Exercise goal
Retype the material below, keeping each line identical.

Dataset extract
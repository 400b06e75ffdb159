//! Animated visual elements.
//!
//! An [`Element`] carries a *model* (where it should end up), a *view* (what
//! is currently drawn) and, while animating, a *start* snapshot. Dataset
//! controllers write the model and call [`Element::pivot`]; the render loop
//! then calls [`Element::transition`] with increasing eased fractions until
//! it reaches exactly `1.0`, which settles the view onto the model.

use chartkit_core::Color;
use chartkit_core::math::DVec2;
use indexmap::IndexMap;

/// One animatable attribute value.
#[derive(Debug, Clone, PartialEq)]
pub enum Attr {
    /// Interpolated linearly.
    Number(f64),
    /// Color-like string, blended in RGBA space.
    Text(String),
    /// Snaps to the target.
    Flag(bool),
}

impl Attr {
    pub fn as_number(&self) -> Option<f64> {
        match self {
            Attr::Number(n) => Some(*n),
            _ => None,
        }
    }

    pub fn as_text(&self) -> Option<&str> {
        match self {
            Attr::Text(s) => Some(s),
            _ => None,
        }
    }

    pub fn as_flag(&self) -> Option<bool> {
        match self {
            Attr::Flag(b) => Some(*b),
            _ => None,
        }
    }
}

impl From<f64> for Attr {
    fn from(value: f64) -> Self {
        Attr::Number(value)
    }
}

impl From<bool> for Attr {
    fn from(value: bool) -> Self {
        Attr::Flag(value)
    }
}

impl From<&str> for Attr {
    fn from(value: &str) -> Self {
        Attr::Text(value.to_owned())
    }
}

impl From<String> for Attr {
    fn from(value: String) -> Self {
        Attr::Text(value)
    }
}

/// Ordered attribute map. Keys starting with `_` are private and never
/// interpolated.
pub type Model = IndexMap<String, Attr>;

/// A visual primitive (point, bar, line) with its animation state.
#[derive(Debug, Clone, Default)]
pub struct Element {
    model: Model,
    view: Option<Model>,
    start: Option<Model>,
    /// Excluded from drawing and from scale limits.
    pub hidden: bool,
    pub(crate) pending_reset: bool,
}

impl Element {
    pub fn new() -> Self {
        Self::default()
    }

    /// A new element that receives its reset-state model on the next update.
    pub(crate) fn pending_reset() -> Self {
        Self {
            pending_reset: true,
            ..Self::default()
        }
    }

    /// Builder-style attribute setter.
    pub fn with(mut self, key: impl Into<String>, value: impl Into<Attr>) -> Self {
        self.model.insert(key.into(), value.into());
        self
    }

    pub fn model(&self) -> &Model {
        &self.model
    }

    pub fn model_mut(&mut self) -> &mut Model {
        &mut self.model
    }

    /// Replace the whole target model.
    pub fn set_model(&mut self, model: Model) {
        self.model = model;
    }

    /// The displayed attributes, once the element has been pivoted or
    /// transitioned at least once.
    pub fn view(&self) -> Option<&Model> {
        self.view.as_ref()
    }

    /// The snapshot taken by the last pivot, while an animation is in flight.
    pub fn start(&self) -> Option<&Model> {
        self.start.as_ref()
    }

    /// Whether the element waits for its reset-state model.
    pub fn is_pending_reset(&self) -> bool {
        self.pending_reset
    }

    pub fn is_animating(&self) -> bool {
        self.start.is_some()
    }

    /// Forget the displayed state so the next pivot starts from the model.
    pub(crate) fn discard_view(&mut self) {
        self.view = None;
        self.start = None;
    }

    /// Number from the displayed view, falling back to the model.
    pub fn number(&self, key: &str) -> Option<f64> {
        self.view
            .as_ref()
            .and_then(|view| view.get(key))
            .or_else(|| self.model.get(key))
            .and_then(Attr::as_number)
    }

    /// Snapshot the current view as the start of the next animation.
    ///
    /// Creates the view from the model if the element was never rendered.
    pub fn pivot(&mut self) {
        let view = self.view.get_or_insert_with(|| self.model.clone());
        self.start = Some(view.clone());
    }

    /// Move the view towards the model by the eased fraction `ease`.
    ///
    /// `ease == 1.0` settles: the view becomes an exact copy of the model and
    /// the start snapshot is dropped.
    pub fn transition(&mut self, ease: f64) {
        if ease == 1.0 {
            self.view = Some(self.model.clone());
            self.start = None;
            return;
        }

        if self.view.is_none() {
            self.view = Some(self.model.clone());
        }
        if self.start.is_none() {
            self.pivot();
        }

        let (Some(view), Some(start)) = (self.view.as_mut(), self.start.as_ref()) else {
            return;
        };

        for (key, target) in &self.model {
            if key.starts_with('_') {
                continue;
            }

            let Some(current) = view.get_mut(key) else {
                let initial = match target {
                    Attr::Number(n) => Attr::Number(n * ease),
                    other => other.clone(),
                };
                view.insert(key.clone(), initial);
                continue;
            };

            if current == target {
                continue;
            }

            *current = match target {
                Attr::Text(to) => blend_colors(start.get(key), to, ease),
                Attr::Number(to) => {
                    let from = start
                        .get(key)
                        .and_then(Attr::as_number)
                        .filter(|n| !n.is_nan())
                        .unwrap_or(0.0);
                    Attr::Number(from + (to - from) * ease)
                }
                Attr::Flag(_) => target.clone(),
            };
        }
    }

    /// Anchor for tooltips: the model's `x`/`y`.
    pub fn tooltip_position(&self) -> DVec2 {
        let coord = |key| self.model.get(key).and_then(Attr::as_number).unwrap_or(0.0);
        DVec2::new(coord("x"), coord("y"))
    }

    /// Whether the model has finite numeric `x` and `y`.
    pub fn has_value(&self) -> bool {
        let finite = |key| {
            self.model
                .get(key)
                .and_then(Attr::as_number)
                .is_some_and(f64::is_finite)
        };
        finite("x") && finite("y")
    }
}

fn blend_colors(from: Option<&Attr>, to: &str, ease: f64) -> Attr {
    let colors = from
        .and_then(Attr::as_text)
        .and_then(|from| Color::parse(from).ok())
        .zip(Color::parse(to).ok());

    match colors {
        Some((from, to_color)) => Attr::Text(from.mix(to_color, ease as f32).to_css_string()),
        None => {
            tracing::trace!(color = to, "color blend failed, snapping to target");
            Attr::Text(to.to_owned())
        }
    }
}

Solution to the problem
repository 400b06e75ffdb159
//! Animated visual elements.
//!
//! An [`Element`] carries a *model* (where it should end up), a *view* (what
//! is currently drawn) and, while animating, a *start* snapshot. Dataset
//! controllers write the model and call [`Element::pivot`]; the render loop
//! then calls [`Element::transition`] with increasing eased fractions until
//! it reaches exactly `1.0`, which settles the view onto the model.

use chartkit_core::Color;
use chartkit_core::math::DVec2;
use indexmap::IndexMap;

/// One animatable attribute value.
#[derive(Debug, Clone, PartialEq)]
pub enum Attr {
    /// Interpolated linearly.
    Number(f64),
    /// Color-like string, blended in RGBA space.
    Text(String),
    /// Snaps to the target.
    Flag(bool),
}

impl Attr {
    pub fn as_number(&self) -> Option<f64> {
        match self {
            Attr::Number(n) => Some(*n),
            _ => None,
        }
    }

    pub fn as_text(&self) -> Option<&str> {
        match self {
            Attr::Text(s) => Some(s),
            _ => None,
        }
    }

    pub fn as_flag(&self) -> Option<bool> {
        match self {
            Attr::Flag(b) => Some(*b),
            _ => None,
        }
    }
}

impl From<f64> for Attr {
    fn from(value: f64) -> Self {
        Attr::Number(value)
    }
}

impl From<bool> for Attr {
    fn from(value: bool) -> Self {
        Attr::Flag(value)
    }
}

impl From<&str> for Attr {
    fn from(value: &str) -> Self {
        Attr::Text(value.to_owned())
    }
}

impl From<String> for Attr {
    fn from(value: String) -> Self {
        Attr::Text(value)
    }
}

/// Ordered attribute map. Keys starting with `_` are private and never
/// interpolated.
pub type Model = IndexMap<String, Attr>;

/// A visual primitive (point, bar, line) with its animation state.
#[derive(Debug, Clone, Default)]
pub struct Element {
    model: Model,
    view: Option<Model>,
    start: Option<Model>,
    /// Excluded from drawing and from scale limits.
    pub hidden: bool,
    pub(crate) pending_reset: bool,
}

impl Element {
    pub fn new() -> Self {
        Self::default()
    }

    /// A new element that receives its reset-state model on the next update.
    pub(crate) fn pending_reset() -> Self {
        Self {
            pending_reset: true,
            ..Self::default()
        }
    }

    /// Builder-style attribute setter.
    pub fn with(mut self, key: impl Into<String>, value: impl Into<Attr>) -> Self {
        self.model.insert(key.into(), value.into());
        self
    }

    pub fn model(&self) -> &Model {
        &self.model
    }

    pub fn model_mut(&mut self) -> &mut Model {
        &mut self.model
    }

    /// Replace the whole target model.
    pub fn set_model(&mut self, model: Model) {
        self.model = model;
    }

    /// The displayed attributes, once the element has been pivoted or
    /// transitioned at least once.
    pub fn view(&self) -> Option<&Model> {
        self.view.as_ref()
    }

    /// The snapshot taken by the last pivot, while an animation is in flight.
    pub fn start(&self) -> Option<&Model> {
        self.start.as_ref()
    }

    /// Whether the element waits for its reset-state model.
    pub fn is_pending_reset(&self) -> bool {
        self.pending_reset
    }

    pub fn is_animating(&self) -> bool {
        self.start.is_some()
    }

    /// Forget the displayed state so the next pivot starts from the model.
    pub(crate) fn discard_view(&mut self) {
        self.view = None;
        self.start = None;
    }

    /// Number from the displayed view, falling back to the model.
    pub fn number(&self, key: &str) -> Option<f64> {
        self.view
            .as_ref()
            .and_then(|view| view.get(key))
            .or_else(|| self.model.get(key))
            .and_then(Attr::as_number)
    }

    /// Snapshot the current view as the start of the next animation.
    ///
    /// Creates the view from the model if the element was never rendered.
    pub fn pivot(&mut self) {
        let view = self.view.get_or_insert_with(|| self.model.clone());
        self.start = Some(view.clone());
    }

    /// Move the view towards the model by the eased fraction `ease`.
    ///
    /// `ease == 1.0` settles: the view becomes an exact copy of the model and
    /// the start snapshot is dropped.
    pub fn transition(&mut self, ease: f64) {
        if ease == 1.0 {
            self.view = Some(self.model.clone());
            self.start = None;
            return;
        }

        if self.view.is_none() {
            self.view = Some(self.model.clone());
        }
        if self.start.is_none() {
            self.pivot();
        }

        let (Some(view), Some(start)) = (self.view.as_mut(), self.start.as_ref()) else {
            return;
        };

        for (key, target) in &self.model {
            if key.starts_with('_') {
                continue;
            }

            let Some(current) = view.get_mut(key) else {
                let initial = match target {
                    Attr::Number(n) => Attr::Number(n * ease),
                    other => other.clone(),
                };
                view.insert(key.clone(), initial);
                continue;
            };

            if current == target {
                continue;
            }

            *current = match target {
                Attr::Text(to) => blend_colors(start.get(key), to, ease),
                Attr::Number(to) => {
                    let from = start
                        .get(key)
                        .and_then(Attr::as_number)
                        .filter(|n| !n.is_nan())
                        .unwrap_or(0.0);
                    Attr::Number(from + (to - from) * ease)
                }
                Attr::Flag(_) => target.clone(),
            };
        }
    }

    /// Anchor for tooltips: the model's `x`/`y`.
    pub fn tooltip_position(&self) -> DVec2 {
        let coord = |key| self.model.get(key).and_then(Attr::as_number).unwrap_or(0.0);
        DVec2::new(coord("x"), coord("y"))
    }

    /// Whether the model has finite numeric `x` and `y`.
    pub fn has_value(&self) -> bool {
        let finite = |key| {
            self.model
                .get(key)
                .and_then(Attr::as_number)
                .is_some_and(f64::is_finite)
        };
        finite("x") && finite("y")
    }
}

fn blend_colors(from: Option<&Attr>, to: &str, ease: f64) -> Attr {
    let colors = from
        .and_then(Attr::as_text)
        .and_then(|from| Color::parse(from).ok())
        .zip(Color::parse(to).ok());

    match colors {
        Some((from, to_color)) => Attr::Text(from.mix(to_color, ease as f32).to_css_string()),
        None => {
            tracing::trace!(color = to, "color blend failed, snapping to target");
            Attr::Text(to.to_owned())
        }
    }
}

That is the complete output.